_INSTRUCTIONS TO FOLLOW_: Your answer should be the lines below from the one holding "retried up to" through the one holding "let api_key = config", copied exactly and with nothing else.

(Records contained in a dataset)
########

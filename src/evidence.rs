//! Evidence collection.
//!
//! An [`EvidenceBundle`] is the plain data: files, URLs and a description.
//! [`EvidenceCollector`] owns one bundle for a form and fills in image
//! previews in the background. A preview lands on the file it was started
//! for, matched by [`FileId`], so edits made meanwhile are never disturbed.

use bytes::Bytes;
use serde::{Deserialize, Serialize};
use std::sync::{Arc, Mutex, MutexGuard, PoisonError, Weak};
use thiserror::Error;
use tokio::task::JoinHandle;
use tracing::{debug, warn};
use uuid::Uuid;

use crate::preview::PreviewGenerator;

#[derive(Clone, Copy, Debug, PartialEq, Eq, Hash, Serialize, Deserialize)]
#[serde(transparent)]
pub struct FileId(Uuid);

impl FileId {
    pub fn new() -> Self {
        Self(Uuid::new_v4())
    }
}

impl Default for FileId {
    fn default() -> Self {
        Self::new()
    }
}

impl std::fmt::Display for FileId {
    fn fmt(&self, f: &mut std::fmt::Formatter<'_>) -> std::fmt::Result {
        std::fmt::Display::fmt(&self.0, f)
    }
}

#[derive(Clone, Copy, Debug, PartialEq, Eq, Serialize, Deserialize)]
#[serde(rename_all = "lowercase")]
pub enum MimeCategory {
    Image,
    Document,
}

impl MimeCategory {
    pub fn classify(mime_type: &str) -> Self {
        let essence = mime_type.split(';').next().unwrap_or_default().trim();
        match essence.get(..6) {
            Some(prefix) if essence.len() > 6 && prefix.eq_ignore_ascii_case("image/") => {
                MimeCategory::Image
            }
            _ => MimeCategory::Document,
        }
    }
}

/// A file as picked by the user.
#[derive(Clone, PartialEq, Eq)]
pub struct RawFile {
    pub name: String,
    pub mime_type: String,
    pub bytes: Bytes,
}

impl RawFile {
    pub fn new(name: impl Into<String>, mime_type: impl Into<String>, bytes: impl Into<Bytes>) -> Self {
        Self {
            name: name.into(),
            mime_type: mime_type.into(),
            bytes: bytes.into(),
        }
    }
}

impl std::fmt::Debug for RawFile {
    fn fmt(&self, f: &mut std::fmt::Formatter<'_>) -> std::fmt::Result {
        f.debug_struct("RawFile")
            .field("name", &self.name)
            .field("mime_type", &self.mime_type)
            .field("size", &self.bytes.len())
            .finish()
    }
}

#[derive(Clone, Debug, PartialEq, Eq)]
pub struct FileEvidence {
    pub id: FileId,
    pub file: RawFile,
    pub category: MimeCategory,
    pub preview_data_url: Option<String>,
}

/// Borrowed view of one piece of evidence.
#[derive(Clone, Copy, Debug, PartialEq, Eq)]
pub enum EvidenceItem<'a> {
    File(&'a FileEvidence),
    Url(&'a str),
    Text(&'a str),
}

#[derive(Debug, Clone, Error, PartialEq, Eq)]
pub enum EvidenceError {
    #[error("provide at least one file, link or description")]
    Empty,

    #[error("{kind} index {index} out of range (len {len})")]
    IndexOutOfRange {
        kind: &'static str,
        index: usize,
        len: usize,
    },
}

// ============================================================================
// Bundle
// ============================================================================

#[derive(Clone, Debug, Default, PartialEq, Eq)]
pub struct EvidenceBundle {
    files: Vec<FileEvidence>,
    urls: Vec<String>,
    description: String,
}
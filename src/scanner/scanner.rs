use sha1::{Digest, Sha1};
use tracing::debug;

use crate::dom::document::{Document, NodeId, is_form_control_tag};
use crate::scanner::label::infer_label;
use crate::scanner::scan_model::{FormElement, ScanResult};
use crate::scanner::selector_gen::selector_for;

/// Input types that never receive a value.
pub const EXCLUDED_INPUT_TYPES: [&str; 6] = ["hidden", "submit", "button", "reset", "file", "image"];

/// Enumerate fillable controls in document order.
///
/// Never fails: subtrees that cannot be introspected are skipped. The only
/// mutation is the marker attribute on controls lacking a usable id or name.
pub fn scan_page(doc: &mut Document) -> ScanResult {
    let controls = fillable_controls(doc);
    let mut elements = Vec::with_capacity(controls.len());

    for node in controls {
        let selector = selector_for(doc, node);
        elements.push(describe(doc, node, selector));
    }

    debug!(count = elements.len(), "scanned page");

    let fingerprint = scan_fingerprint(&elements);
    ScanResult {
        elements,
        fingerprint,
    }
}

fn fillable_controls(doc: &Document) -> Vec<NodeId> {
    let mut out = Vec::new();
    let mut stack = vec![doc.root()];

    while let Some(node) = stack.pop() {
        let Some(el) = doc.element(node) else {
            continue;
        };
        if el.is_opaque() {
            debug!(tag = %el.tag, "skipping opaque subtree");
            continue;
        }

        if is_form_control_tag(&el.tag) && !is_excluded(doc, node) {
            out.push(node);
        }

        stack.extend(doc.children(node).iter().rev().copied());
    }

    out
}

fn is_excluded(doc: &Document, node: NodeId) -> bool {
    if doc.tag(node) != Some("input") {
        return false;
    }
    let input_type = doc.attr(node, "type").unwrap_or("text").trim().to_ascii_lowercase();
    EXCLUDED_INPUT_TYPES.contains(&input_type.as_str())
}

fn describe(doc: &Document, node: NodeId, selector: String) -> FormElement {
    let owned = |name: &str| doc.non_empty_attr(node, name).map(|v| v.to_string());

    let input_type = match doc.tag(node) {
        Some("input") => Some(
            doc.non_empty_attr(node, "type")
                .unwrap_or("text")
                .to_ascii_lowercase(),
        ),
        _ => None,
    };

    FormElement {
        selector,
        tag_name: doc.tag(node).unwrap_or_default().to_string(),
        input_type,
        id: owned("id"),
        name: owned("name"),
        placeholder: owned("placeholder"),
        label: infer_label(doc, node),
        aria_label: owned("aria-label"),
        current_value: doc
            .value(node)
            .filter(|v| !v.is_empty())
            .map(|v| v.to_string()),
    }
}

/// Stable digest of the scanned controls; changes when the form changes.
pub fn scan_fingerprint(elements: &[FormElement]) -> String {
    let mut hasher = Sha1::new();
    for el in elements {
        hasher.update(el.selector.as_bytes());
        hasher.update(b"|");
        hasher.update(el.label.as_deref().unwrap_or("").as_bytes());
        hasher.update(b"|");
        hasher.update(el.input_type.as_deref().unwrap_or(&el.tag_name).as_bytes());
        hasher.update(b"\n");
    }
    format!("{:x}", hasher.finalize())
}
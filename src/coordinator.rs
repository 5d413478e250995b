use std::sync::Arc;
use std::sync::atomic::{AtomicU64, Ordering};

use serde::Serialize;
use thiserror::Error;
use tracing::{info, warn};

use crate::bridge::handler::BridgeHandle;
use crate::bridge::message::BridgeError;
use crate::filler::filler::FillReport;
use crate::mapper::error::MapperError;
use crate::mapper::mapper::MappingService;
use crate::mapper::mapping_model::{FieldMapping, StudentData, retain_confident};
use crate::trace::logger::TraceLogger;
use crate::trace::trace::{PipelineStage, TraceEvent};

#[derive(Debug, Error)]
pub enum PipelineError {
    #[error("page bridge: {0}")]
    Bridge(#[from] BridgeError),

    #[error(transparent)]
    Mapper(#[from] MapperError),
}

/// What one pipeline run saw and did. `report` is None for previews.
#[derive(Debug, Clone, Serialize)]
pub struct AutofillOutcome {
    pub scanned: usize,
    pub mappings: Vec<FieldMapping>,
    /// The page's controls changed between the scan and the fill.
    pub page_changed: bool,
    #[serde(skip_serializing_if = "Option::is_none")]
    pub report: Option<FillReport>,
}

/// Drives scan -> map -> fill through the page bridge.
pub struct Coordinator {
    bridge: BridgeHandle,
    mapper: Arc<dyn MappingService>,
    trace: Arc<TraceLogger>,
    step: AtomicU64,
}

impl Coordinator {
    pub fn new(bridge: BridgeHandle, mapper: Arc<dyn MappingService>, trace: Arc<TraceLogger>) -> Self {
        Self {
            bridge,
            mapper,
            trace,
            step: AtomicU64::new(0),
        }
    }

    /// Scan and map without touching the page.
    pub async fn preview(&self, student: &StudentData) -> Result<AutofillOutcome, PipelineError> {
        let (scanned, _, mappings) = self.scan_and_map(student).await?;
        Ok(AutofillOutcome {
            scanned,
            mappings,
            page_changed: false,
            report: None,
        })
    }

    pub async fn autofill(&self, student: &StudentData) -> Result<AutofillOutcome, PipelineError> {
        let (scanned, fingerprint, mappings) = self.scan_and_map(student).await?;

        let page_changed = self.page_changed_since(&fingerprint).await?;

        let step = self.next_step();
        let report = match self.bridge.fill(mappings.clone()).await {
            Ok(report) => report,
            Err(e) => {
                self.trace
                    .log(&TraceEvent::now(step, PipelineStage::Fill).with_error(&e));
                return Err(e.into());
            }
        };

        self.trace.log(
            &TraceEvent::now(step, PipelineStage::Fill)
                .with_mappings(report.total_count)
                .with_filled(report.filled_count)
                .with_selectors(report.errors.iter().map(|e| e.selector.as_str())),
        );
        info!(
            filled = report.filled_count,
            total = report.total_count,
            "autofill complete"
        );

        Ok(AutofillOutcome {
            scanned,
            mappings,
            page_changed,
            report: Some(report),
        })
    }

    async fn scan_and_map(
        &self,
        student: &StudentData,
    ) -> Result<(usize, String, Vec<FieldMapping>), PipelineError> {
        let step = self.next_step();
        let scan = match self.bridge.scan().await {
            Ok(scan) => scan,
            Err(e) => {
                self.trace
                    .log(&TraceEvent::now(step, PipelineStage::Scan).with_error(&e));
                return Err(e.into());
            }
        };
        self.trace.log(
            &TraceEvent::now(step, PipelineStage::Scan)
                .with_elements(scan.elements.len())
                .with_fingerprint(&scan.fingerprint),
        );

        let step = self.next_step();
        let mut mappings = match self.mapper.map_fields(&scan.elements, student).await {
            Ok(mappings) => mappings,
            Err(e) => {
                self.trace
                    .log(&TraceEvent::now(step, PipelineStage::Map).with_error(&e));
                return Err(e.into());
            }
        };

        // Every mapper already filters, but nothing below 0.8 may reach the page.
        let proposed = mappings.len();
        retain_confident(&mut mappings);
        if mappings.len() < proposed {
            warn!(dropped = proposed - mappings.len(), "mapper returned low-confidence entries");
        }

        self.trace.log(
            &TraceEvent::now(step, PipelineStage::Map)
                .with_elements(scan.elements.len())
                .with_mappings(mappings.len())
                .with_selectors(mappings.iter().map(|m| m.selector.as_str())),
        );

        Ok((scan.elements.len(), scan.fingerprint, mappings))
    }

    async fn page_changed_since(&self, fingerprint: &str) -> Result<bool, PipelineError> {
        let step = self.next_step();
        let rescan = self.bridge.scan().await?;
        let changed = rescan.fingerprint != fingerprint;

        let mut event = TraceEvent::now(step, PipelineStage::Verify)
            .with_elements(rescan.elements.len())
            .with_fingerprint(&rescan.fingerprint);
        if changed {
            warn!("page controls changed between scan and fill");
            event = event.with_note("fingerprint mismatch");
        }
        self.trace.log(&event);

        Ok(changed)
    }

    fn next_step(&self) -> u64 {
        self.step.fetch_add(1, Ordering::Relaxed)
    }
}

########

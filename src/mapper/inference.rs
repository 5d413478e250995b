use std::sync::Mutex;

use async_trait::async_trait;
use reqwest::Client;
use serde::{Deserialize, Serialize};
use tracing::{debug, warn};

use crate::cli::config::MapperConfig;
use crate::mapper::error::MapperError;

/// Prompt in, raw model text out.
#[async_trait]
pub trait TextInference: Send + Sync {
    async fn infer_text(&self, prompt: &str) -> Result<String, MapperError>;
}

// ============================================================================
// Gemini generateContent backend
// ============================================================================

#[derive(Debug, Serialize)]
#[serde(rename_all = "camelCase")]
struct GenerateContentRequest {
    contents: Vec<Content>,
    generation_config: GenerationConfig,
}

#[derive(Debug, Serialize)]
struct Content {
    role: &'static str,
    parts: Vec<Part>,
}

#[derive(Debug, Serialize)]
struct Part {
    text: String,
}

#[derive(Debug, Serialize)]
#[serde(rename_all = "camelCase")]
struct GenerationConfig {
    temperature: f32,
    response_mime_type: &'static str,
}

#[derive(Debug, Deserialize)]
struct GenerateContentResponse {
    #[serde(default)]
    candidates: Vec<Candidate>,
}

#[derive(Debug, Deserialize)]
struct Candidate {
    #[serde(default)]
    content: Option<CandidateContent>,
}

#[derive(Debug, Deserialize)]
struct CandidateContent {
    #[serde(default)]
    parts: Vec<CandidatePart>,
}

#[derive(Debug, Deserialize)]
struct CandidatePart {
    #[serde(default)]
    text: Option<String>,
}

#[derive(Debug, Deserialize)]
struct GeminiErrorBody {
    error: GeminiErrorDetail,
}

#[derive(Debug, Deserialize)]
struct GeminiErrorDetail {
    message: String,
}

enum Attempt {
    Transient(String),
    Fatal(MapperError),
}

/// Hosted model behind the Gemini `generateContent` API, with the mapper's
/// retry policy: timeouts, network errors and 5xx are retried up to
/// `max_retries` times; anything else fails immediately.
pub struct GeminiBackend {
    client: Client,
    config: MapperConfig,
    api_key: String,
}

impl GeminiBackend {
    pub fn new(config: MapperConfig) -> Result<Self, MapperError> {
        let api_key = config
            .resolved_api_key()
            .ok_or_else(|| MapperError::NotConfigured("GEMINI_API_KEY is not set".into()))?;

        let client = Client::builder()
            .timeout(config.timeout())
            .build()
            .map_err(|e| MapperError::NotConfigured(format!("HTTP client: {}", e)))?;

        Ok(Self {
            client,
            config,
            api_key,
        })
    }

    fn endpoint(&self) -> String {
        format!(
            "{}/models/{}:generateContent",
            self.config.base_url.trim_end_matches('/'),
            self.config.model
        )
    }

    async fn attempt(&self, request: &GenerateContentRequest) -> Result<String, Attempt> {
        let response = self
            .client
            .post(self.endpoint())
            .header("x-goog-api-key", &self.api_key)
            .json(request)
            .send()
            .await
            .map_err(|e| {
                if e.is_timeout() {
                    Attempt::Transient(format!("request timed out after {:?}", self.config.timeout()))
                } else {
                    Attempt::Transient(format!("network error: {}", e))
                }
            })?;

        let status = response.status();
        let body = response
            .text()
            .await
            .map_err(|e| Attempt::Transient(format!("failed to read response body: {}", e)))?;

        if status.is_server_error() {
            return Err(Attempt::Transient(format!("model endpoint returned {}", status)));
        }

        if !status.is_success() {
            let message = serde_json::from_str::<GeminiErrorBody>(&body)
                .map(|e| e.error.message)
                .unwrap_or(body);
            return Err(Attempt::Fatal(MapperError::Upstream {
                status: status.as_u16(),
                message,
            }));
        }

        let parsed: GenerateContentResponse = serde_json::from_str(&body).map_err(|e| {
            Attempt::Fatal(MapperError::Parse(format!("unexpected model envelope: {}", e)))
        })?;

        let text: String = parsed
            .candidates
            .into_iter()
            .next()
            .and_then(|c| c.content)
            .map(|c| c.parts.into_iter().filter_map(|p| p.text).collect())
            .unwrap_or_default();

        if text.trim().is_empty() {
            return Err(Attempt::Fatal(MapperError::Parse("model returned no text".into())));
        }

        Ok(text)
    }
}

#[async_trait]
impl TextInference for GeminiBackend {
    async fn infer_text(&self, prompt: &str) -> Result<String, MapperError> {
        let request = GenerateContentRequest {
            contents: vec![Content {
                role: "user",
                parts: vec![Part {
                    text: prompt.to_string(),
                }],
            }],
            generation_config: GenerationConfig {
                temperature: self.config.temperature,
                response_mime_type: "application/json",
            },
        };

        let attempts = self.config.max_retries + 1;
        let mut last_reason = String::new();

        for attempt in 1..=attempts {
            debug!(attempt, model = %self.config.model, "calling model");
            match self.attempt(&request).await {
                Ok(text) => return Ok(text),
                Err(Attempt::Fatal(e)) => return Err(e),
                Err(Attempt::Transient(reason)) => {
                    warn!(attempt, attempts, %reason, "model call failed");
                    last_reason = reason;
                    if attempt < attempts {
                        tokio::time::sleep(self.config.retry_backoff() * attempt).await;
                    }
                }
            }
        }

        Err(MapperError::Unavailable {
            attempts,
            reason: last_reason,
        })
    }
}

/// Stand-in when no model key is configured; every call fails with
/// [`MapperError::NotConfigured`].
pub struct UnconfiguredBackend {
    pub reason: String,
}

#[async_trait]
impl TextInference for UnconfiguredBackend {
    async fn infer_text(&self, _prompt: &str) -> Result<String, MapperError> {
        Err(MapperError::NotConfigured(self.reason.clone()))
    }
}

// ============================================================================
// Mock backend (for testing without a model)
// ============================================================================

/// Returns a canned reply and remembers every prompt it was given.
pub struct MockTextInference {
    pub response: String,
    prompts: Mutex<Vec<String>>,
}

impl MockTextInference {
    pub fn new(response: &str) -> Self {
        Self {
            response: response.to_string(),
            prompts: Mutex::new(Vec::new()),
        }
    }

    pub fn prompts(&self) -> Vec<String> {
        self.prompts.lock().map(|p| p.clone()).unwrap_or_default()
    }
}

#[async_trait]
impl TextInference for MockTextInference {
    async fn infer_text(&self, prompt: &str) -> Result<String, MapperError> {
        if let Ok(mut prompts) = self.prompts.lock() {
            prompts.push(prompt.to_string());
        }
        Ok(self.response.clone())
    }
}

########

_TASK RESPONSE_:
/// retry policy: timeouts, network errors and 5xx are retried up to
/// `max_retries` times; anything else fails immediately.
pub struct GeminiBackend {
    client: Client,
    config: MapperConfig,
    api_key: String,
}

impl GeminiBackend {
    pub fn new(config: MapperConfig) -> Result<Self, MapperError> {
        let api_key = config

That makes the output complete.